Saved data entries:
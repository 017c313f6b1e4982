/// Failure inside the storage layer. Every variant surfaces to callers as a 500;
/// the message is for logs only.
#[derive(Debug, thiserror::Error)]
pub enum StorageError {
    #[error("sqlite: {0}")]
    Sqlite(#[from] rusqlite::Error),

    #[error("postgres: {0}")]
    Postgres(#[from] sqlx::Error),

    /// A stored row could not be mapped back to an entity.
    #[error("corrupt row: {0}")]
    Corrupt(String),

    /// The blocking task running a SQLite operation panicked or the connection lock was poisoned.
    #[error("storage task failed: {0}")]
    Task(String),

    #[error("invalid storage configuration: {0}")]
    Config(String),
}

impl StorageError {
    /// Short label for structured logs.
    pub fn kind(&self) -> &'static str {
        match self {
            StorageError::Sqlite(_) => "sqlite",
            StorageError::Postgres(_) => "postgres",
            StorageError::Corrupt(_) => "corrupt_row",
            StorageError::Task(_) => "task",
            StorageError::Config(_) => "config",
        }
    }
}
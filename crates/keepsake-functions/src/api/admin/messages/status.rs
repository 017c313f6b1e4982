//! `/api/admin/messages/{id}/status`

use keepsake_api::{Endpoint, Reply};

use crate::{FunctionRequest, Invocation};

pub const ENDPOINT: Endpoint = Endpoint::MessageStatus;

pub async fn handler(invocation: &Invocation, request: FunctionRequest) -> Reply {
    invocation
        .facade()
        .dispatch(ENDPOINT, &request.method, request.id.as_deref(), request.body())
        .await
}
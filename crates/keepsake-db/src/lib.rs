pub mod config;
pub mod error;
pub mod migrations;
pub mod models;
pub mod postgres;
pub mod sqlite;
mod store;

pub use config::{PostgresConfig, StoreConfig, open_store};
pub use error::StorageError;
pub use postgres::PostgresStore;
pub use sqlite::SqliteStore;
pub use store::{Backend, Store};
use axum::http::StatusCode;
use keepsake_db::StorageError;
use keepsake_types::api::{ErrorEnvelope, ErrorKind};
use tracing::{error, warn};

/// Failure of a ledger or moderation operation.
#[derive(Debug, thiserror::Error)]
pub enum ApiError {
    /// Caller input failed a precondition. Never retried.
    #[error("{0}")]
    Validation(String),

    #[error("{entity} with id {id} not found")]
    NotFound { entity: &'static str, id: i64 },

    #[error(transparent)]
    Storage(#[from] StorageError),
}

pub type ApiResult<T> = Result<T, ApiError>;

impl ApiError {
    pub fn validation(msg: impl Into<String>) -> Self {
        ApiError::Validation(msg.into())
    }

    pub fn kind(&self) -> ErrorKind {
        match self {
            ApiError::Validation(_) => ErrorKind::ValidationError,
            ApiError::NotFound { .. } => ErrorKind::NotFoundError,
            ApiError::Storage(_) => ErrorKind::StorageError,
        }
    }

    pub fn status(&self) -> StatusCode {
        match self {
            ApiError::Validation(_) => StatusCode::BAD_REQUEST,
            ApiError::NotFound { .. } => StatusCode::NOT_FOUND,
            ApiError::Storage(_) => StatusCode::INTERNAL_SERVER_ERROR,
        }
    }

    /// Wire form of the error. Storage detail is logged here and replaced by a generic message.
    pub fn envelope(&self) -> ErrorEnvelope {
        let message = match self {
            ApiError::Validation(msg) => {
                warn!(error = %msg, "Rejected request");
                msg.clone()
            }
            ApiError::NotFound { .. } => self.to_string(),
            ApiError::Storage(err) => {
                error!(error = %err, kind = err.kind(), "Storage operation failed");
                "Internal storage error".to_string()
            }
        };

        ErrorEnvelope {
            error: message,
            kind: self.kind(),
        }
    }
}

ASSIGNMENT:
Provide the number of lines in the preceding entries that include the string "NotFound", with no other words.

OUTPUT BELOW:
4